Maryland’s indie game developers are quietly shifting how they fund their studios.
With fewer viable paths to venture capital, many are pivoting back toward bootstrapping, alternative financing — or entirely new strategies to survive.
Back in 2021, the VC boom gave founders like Rockville-based Heather Cerlan the confidence to branch out. After years of working at large publishers, Cerlan left her role at Bethesda Game Studios to start NEARStudios.
“[VCs] don’t have actual control to tell you what to do with the product, but they have a lot of influence.”
Heather Cerlan, NEARStudios
“I was seeing all these venture capital firms giving out money to studios across the board,” Cerlan said. “It seemed like anybody that raised their hand would get money.”
After nine months of unsuccessful fundraising, Cerlan’s team decided to switch strategies to stay afloat.
The team released a gameplay trailer for Hawthorn, a role-playing game inspired by Victorian fairy tales, hoping it would catch on online. The trailer quickly gained traction, earning coverage from major outlets and racking up more than 200,000 wishlist adds within weeks on PC gaming marketplace Steam.
That surge of attention helped Cerlan attract interest from angel investors and build a sizable fanbase eager to back the project on Kickstarter.
“It was wild,” Cerlan said. “It also felt very scary because we didn’t have money — the bank account was literally negative.”
Virality worked. But it’s an extremely difficult system to game, betting on algorithms and organic engagement to take off.
The lesson for other studios is that not landing VC funding doesn’t have to be a dealbreaker. It can be the nudge to try something different — and, in some cases, a path for indie developers to keep more control over their work.
Outside funding changes the goalposts
Historically, many indie developers relied on bootstrapping, crowdfunding or publisher partnerships rather than venture capital. The pandemic boom briefly changed that dynamic, with gaming investment peaking in 2021 as investors chased growth.
Soon after NEARStudios’ founding in 2022, the tide turned. Venture funding cooled alongside a broader pullback in capital, tightening the landscape for indie studios once again.
Bootstrapping became not only a necessity but also a way to maintain control. Despite a long history of game studios, Maryland teams lack the investor access enjoyed by West Coast companies, according to Cerlan.

Plus, VCs can also influence decisions in game development, and indie workers are often seeking to break free from the creative constraints at larger studios.
“They don’t have actual control to tell you what to do with the product,” Cerlan said, “but they have a lot of influence in the sense that if you’re a startup founder and you’re relying on them for your next round of funding, you want to please them.”
Still, VC hasn’t entirely faded away, and for the right projects, it can make all the difference.

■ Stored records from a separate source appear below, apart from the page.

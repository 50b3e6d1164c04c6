//! # latticenet
//!
//! A blocking HTTP/1.1 and HTTPS client library.
//!
//! `latticenet` opens a connection for a URL, writes the request, parses
//! the raw response and, when asked to, follows redirects and answers
//! digest authentication challenges until a final response arrives.
//!
//! ## Features
//!
//! - **Message model**: URLs, parameters, ordered headers, cookies, Basic and
//!   Digest credentials, multipart bodies
//! - **TLS**: BoringSSL with client certificates (PEM, DER, PKCS#8, PKCS#12),
//!   CA bundles, revocation lists and a protocol selector
//! - **Proxies**: absolute-form requests for `http`, `CONNECT` tunnels for `https`
//! - **DNS**: pluggable resolvers and a shareable address cache
//! - **Pool**: run a batch of requests on worker threads and collect results
//!
//! ## Quick Start
//!
//! ```rust,no_run
//! use latticenet::client;
//!
//! let response = client::get("https://example.com")
//!     .redirects(5)
//!     .send()?;
//! println!("Status: {}", response.status_code());
//! # Ok::<(), latticenet::base::neterror::NetError>(())
//! ```
//!
//! ## Modules
//!
//! - [`base`] - Error definitions and engine states
//! - [`client`] - Fluent request builder
//! - [`dns`] - Name resolution and the address cache
//! - [`http`] - Message model, response parsing and the wire exchange
//! - [`pool`] - Concurrent batches of requests
//! - [`socket`] - Plaintext and TLS transports, proxies, framing
//! - [`urlrequest`] - Request options and the redirect/authentication engine

pub mod base;
pub mod client;
pub mod dns;
pub mod http;
pub mod pool;
pub mod socket;
pub mod urlrequest;

pub use crate::base::neterror::NetError;
pub use crate::http::response::Response;
pub use crate::urlrequest::request::Request;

Landing VC still opens new opportunities
PitchBook data shows very few other local studios landing venture funding in the past few years, though it’s not impossible.
Hunt Valley–based Midsummer Studios launched in 2024 after raising $6 million from investors to develop a new life simulation game.
The round was led by Transcend Fund, a San Francisco–based venture firm focused on gaming, but securing that backing wasn’t straightforward.
Shortly after the studio’s launch, CEO Jake Solomon told Bloomberg that Midsummer was fortunate to partner with Transcend in such a difficult funding landscape. The studio’s focus on the life-sim genre helped, he said, since there was relatively little competition at the time.
“Once you have a lead investor, then it’s easier to get people to pile on,” Solomon said, “but you have moments when you’re basically staring at the ceiling — what if this does not work out?”
Midsummer declined to comment for this story, but funding appears to be ongoing. The team raised close to $600,000 in November of last year, per a SEC filing.
Dragon Snacks Games, which launched in April 2025 with a mix of Maryland-based and out-of-state developers, has raised $1 million from angel investors. It’s already seeing some VC interest for the next round, too, according to COO Lucien Parsons.
Still, the approach is cautious. Lessons from the past show that an influx of VC can lead to expanding too quickly, and cause a studio’s downfall, according to Parsons.
His advice for how to make VC work? Be strategic, and don’t bring on more talent before working out the kinks of an existing team.
“It’s just not a good recipe for making games,” Parsons said. “You have to have a team that knows how to work together before you get to that point.”